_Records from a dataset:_
+ + + + + + +

//! Error types for image resolution
//!
//! Tier failures never surface through these types; only strategy
//! violations and malformed template input escape the resolver.

use crate::template::TemplateValidationError;

/// Errors reported by cloud and parameter-store providers
#[derive(Debug, Clone, thiserror::Error)]
pub enum ProviderError {
    #[error("image not found: {0}")]
    NotFound(String),

    #[error("transport error: {0}")]
    Transport(String),

    #[error("provider call timed out after {0:?}")]
    Timeout(std::time::Duration),

    #[error("image copy failed: {0}")]
    CopyFailed(String),

    #[error("invalid inventory: {0}")]
    InvalidInventory(String),
}

/// Errors loading templates from a catalog
#[derive(Debug, thiserror::Error)]
pub enum CatalogError {
    #[error("template not found: {0}")]
    NotFound(String),

    #[error("failed to read template catalog: {0}")]
    Io(#[from] std::io::Error),

    #[error("failed to parse template {path}: {message}")]
    Parse { path: String, message: String },
}

/// Errors surfaced by the tiered resolver
#[derive(Debug, thiserror::Error)]
pub enum ResolverError {
    #[error("template not found: {0}")]
    TemplateNotFound(String),

    #[error("template catalog error: {0}")]
    Catalog(CatalogError),

    #[error("invalid image configuration for template {template}: {}", format_validation(.errors))]
    InvalidTemplate {
        template: String,
        errors: Vec<TemplateValidationError>,
    },

    #[error("image required but not available in region {region}: attempted [{}]", .chain.join(", "))]
    ImageRequired { region: String, chain: Vec<String> },

    #[error("neither script provisioning nor an image is available in region {region}: attempted [{}]", .chain.join(", "))]
    NoProvisioningPath { region: String, chain: Vec<String> },
}

impl From<CatalogError> for ResolverError {
    fn from(err: CatalogError) -> Self {
        match err {
            CatalogError::NotFound(name) => ResolverError::TemplateNotFound(name),
            other => ResolverError::Catalog(other),
        }
    }
}

impl ResolverError {
    /// Fallback chain attached to strategy violations
    pub fn fallback_chain(&self) -> Option<&[String]> {
        match self {
            ResolverError::ImageRequired { chain, .. }
            | ResolverError::NoProvisioningPath { chain, .. } => Some(chain),
            _ => None,
        }
    }
}

/// Errors from discovery with static fallback
#[derive(Debug, thiserror::Error)]
pub enum DiscoveryError {
    #[error("no image discovered and no static fallback available for {distro} {version} {region} {arch}")]
    NoImage {
        distro: String,
        version: String,
        region: String,
        arch: String,
    },
}

fn format_validation(errors: &[TemplateValidationError]) -> String {
    errors
        .iter()
        .map(|e| e.to_string())
        .collect::<Vec<_>>()
        .join("; ")
}
#[cfg(test)]
mod cross_region_tests {
    use super::*;
    use crate::error::ProviderError;

    #[tokio::test]
    async fn test_copy_skips_failing_neighbour() {
        let f = fixture();
        // us-east-1 neighbours: us-east-2, us-west-2, us-west-1
        f.provider
            .insert_image(image("ami-0000000000000000b", "us-east-2", Architecture::Arm64));
        f.provider
            .insert_image(image("ami-0000000000000000c", "us-west-2", Architecture::Arm64));
        f.provider
            .fail_copies_from("us-east-2", ProviderError::CopyFailed("quota exceeded".to_string()));

        let template = template_with("cross", search_config());
        let result = f.resolver.resolve(&template, "us-east-1").await.unwrap();

        assert_eq!(result.resolution_method, ResolutionMethod::CrossRegion);
        assert_eq!(result.source_region.as_deref(), Some("us-west-2"));
        let warning = result.warning.unwrap();
        assert!(warning.starts_with("Image copied from us-west-2 (additional cost: $"));

        let copied = result.image.unwrap();
        assert_eq!(copied.region, "us-east-1");
        assert_eq!(copied.source_region.as_deref(), Some("us-west-2"));
        assert_eq!(f.provider.copy_calls(), 2);

        // The tier name is recorded once; neighbour tiers stay out of the chain
        assert_eq!(result.fallback_chain.len(), 4);
        assert!(f.resolver.cache().get(&copied.image_id, "us-east-1").is_some());
    }

    #[tokio::test]
    async fn test_copy_waits_for_pending_image() {
        let f = fixture();
        f.provider
            .insert_image(image("ami-0000000000000000b", "us-east-2", Architecture::Arm64));
        f.provider.set_copy_pending_polls(2);

        let template = template_with("cross", search_config());
        let result = f.resolver.resolve(&template, "us-east-1").await.unwrap();

        assert_eq!(result.resolution_method, ResolutionMethod::CrossRegion);
        let copied = result.image.unwrap();
        assert_eq!(copied.state, ImageState::Available);
        assert_eq!(f.provider.describe_calls(), 3);
    }

    #[tokio::test]
    async fn test_slow_copy_moves_to_next_neighbour() {
        let f = fixture_with(Vec::new(), |builder| {
            builder.copy_policy(CopyPolicy {
                poll_interval: Duration::from_millis(1),
                max_attempts: 1,
            })
        });
        f.provider
            .insert_image(image("ami-0000000000000000b", "us-east-2", Architecture::Arm64));
        f.provider.set_copy_pending_polls(5);

        let template = template_with("cross", search_config());
        let result = f.resolver.resolve(&template, "us-east-1").await.unwrap();

        assert!(result.is_script_fallback());
        assert_eq!(result.warning.as_deref(), Some(IMAGE_UNAVAILABLE_WARNING));
        assert_eq!(f.provider.copy_calls(), 1);
    }

    #[tokio::test]
    async fn test_preview_never_copies() {
        let f = fixture();
        f.provider
            .insert_image(image("ami-0000000000000000c", "us-west-2", Architecture::Arm64));

        let template = template_with("cross", search_config());
        let result = f.resolver.preview(&template, "us-east-1").await.unwrap();

        assert_eq!(result.resolution_method, ResolutionMethod::CrossRegion);
        assert_eq!(result.source_region.as_deref(), Some("us-west-2"));
        assert!(result.warning.unwrap().contains("would be copied from us-west-2"));
        assert_eq!(result.image.unwrap().region, "us-west-2");
        assert_eq!(f.provider.copy_calls(), 0);
    }

    #[tokio::test]
    async fn test_cross_region_disabled_by_fallback_strategy() {
        for strategy in [FallbackStrategy::ScriptProvisioning, FallbackStrategy::Error] {
            let f = fixture();
            f.provider
                .insert_image(image("ami-0000000000000000c", "us-west-2", Architecture::Arm64));

            let mut config = search_config();
            config.fallback_strategy = Some(strategy);
            let template = template_with("local-only", config);

            let result = f.resolver.resolve(&template, "us-east-1").await.unwrap();
            assert!(result.is_script_fallback());
            assert_eq!(result.fallback_chain.last().map(String::as_str), Some("cross_region_search"));
            assert_eq!(f.provider.copy_calls(), 0);
            // Only the local search ran
            assert_eq!(f.provider.search_calls(), 1);
        }
    }

    #[tokio::test]
    async fn test_unknown_region_has_no_neighbours() {
        let isolated: &[&str] = &[];
        let regions = Arc::new(RegionFallbackMap::from_pairs(&[("us-east-1", isolated)]));
        let f = fixture_with(Vec::new(), |builder| builder.regions(regions));
        f.provider
            .insert_image(image("ami-0000000000000000c", "us-west-2", Architecture::Arm64));

        let template = template_with("cross", search_config());
        let result = f.resolver.resolve(&template, "us-east-1").await.unwrap();
        assert!(result.is_script_fallback());
        assert_eq!(f.provider.search_calls(), 1);
    }
}
//! Resolution, availability and discovery commands

use anyhow::Result;
use colored::Colorize;
use tabled::Tabled;

use crate::client::{ApiClient, DiscoverQuery, ResolutionSummary};
use crate::output::{
    color_method, color_status, format_currency, format_duration, format_timestamp, print_heading,
    print_info, print_json, print_rows, print_warning, OutputFormat,
};

/// Row for the availability table
#[derive(Tabled)]
struct AvailabilityRow {
    #[tabled(rename = "Region")]
    region: String,
    #[tabled(rename = "Status")]
    status: String,
    #[tabled(rename = "Method")]
    method: String,
    #[tabled(rename = "Image")]
    image: String,
    #[tabled(rename = "Took")]
    took: String,
    #[tabled(rename = "Error")]
    error: String,
}

/// Resolve a template to an image
pub async fn resolve(
    client: &ApiClient,
    template: &str,
    region: Option<&str>,
    details: bool,
    format: OutputFormat,
) -> Result<()> {
    if details {
        // The detailed record carries the whole image; JSON is its only form
        let result = client.resolve_details(template, region).await?;
        return print_json(&result);
    }

    let summary = client.resolve(template, region).await?;
    print_resolution("Image Resolution", &summary, format)
}

/// Show what resolution would pick without copying images
pub async fn preview(
    client: &ApiClient,
    template: &str,
    region: Option<&str>,
    format: OutputFormat,
) -> Result<()> {
    let summary = client.preview(template, region).await?;
    print_resolution("Resolution Preview", &summary, format)
}

fn print_resolution(title: &str, summary: &ResolutionSummary, format: OutputFormat) -> Result<()> {
    if format == OutputFormat::Json {
        return print_json(summary);
    }

    print_heading(title);
    println!("Template:               {}", summary.template.cyan());
    println!("Region:                 {}", summary.target_region);
    println!(
        "Method:                 {}",
        color_method(&summary.resolution_method)
    );
    match &summary.image_id {
        Some(id) => println!("Image:                  {}", id.bold()),
        None => println!("Image:                  {}", "none (script provisioning)".dimmed()),
    }
    if let Some(source) = &summary.source_region {
        println!("Source region:          {}", source);
    }
    println!(
        "Launch time:            {}",
        format_duration(summary.launch_time_secs)
    );
    println!(
        "Estimated cost:         {}",
        format_currency(summary.estimated_cost)
    );
    if !summary.fallback_chain.is_empty() {
        println!(
            "Tiers tried:            {}",
            summary.fallback_chain.join(" → ").dimmed()
        );
    }

    if let Some(warning) = &summary.warning {
        println!();
        print_warning(warning);
    }

    Ok(())
}

/// Test image availability across regions
pub async fn test_availability(
    client: &ApiClient,
    template: &str,
    regions: Vec<String>,
    format: OutputFormat,
) -> Result<()> {
    let report = client.test_availability(template, regions).await?;

    if format == OutputFormat::Json {
        return print_json(&report);
    }

    print_heading("Availability Report");
    println!("Template:               {}", report.template_name.cyan());
    println!(
        "Overall:                {} ({}/{} regions)",
        color_status(&report.overall_status),
        report.available_regions,
        report.total_regions
    );
    println!();

    let rows = report
        .regions
        .iter()
        .map(|r| AvailabilityRow {
            region: r.region.clone(),
            status: color_status(&r.status),
            method: r.resolution_method.clone().unwrap_or_else(|| "-".into()),
            image: r
                .image
                .as_ref()
                .map(|i| i.image_id.clone())
                .unwrap_or_else(|| "-".into()),
            took: format!("{}ms", r.duration_ms),
            error: r.error.clone().unwrap_or_default(),
        })
        .collect();
    print_rows(rows);

    println!();
    println!("Tested at: {}", format_timestamp(&report.tested_at).dimmed());
    Ok(())
}

/// Look up the published image for a distribution release
pub async fn discover(
    client: &ApiClient,
    query: DiscoverQuery<'_>,
    format: OutputFormat,
) -> Result<()> {
    let found = client.discover(&query).await?;

    if format == OutputFormat::Json {
        return print_json(&found);
    }

    print_heading("Image Discovery");
    println!(
        "Release:                {} {} ({})",
        found.distro, found.version, found.architecture
    );
    println!("Region:                 {}", found.region);
    println!("Image:                  {}", found.image_id.bold());
    println!("Source:                 {}", color_status(&found.source));

    if found.source == "static" {
        println!();
        print_info("No published image found; using the supplied fallback id");
    }
    Ok(())
}
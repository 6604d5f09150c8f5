//! Cloud provider interfaces
//!
//! The resolver never talks to a cloud SDK directly. It consumes these
//! traits, which a deployment backs with a real provider client and tests
//! back with the in-memory inventory in [`memory`].

mod memory;

pub use memory::{
    version_satisfies, InMemoryImageProvider, InMemoryParameterStore, Inventory,
    MarketplaceListing,
};

use crate::error::ProviderError;
use crate::models::{Architecture, ImageInfo};
use chrono::NaiveDate;
use serde::{Deserialize, Serialize};
use std::collections::HashMap;

pub use async_trait::async_trait;

/// Filters for a dynamic image search
#[derive(Debug, Clone, Default, PartialEq, Serialize, Deserialize)]
pub struct SearchCriteria {
    pub region: String,
    pub owner: String,
    pub name_pattern: String,
    /// Empty matches any architecture
    pub architectures: Vec<Architecture>,
    pub required_tags: HashMap<String, String>,
    pub min_creation_date: Option<NaiveDate>,
}

/// Filters for a marketplace search
#[derive(Debug, Clone, PartialEq, Serialize, Deserialize)]
pub struct MarketplaceCriteria {
    pub region: String,
    pub product_code: String,
    pub version_constraint: Option<String>,
    pub publisher: Option<String>,
    pub architecture: Architecture,
}

/// Machine image operations of a cloud provider
#[async_trait]
pub trait CloudImageProvider: Send + Sync {
    /// Look up an image by id; `NotFound` when it does not exist in `region`
    async fn describe_image(&self, image_id: &str, region: &str) -> Result<ImageInfo, ProviderError>;

    /// Newest image matching the criteria, if any
    async fn search_images(&self, criteria: &SearchCriteria) -> Result<Option<ImageInfo>, ProviderError>;

    /// Best marketplace listing matching the criteria, if any
    async fn search_marketplace(
        &self,
        criteria: &MarketplaceCriteria,
    ) -> Result<Option<ImageInfo>, ProviderError>;

    /// Start copying an image to another region.
    ///
    /// The returned image lives in `target_region` and may still be pending.
    async fn copy_image(
        &self,
        image_id: &str,
        source_region: &str,
        target_region: &str,
    ) -> Result<ImageInfo, ProviderError>;
}

/// Regional key/value parameter store publishing "latest image" ids
#[async_trait]
pub trait ParameterStore: Send + Sync {
    /// `Ok(None)` when the parameter does not exist
    async fn get_parameter(&self, region: &str, path: &str) -> Result<Option<String>, ProviderError>;
}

+ + + + + + +

_What is being asked:_
Which lines above hold the string "ResolverError"? Copy each of them.

_Finished task:_
pub enum ResolverError {
impl From<CatalogError> for ResolverError {
            CatalogError::NotFound(name) => ResolverError::TemplateNotFound(name),
            other => ResolverError::Catalog(other),
impl ResolverError {
            ResolverError::ImageRequired { chain, .. }
            | ResolverError::NoProvisioningPath { chain, .. } => Some(chain),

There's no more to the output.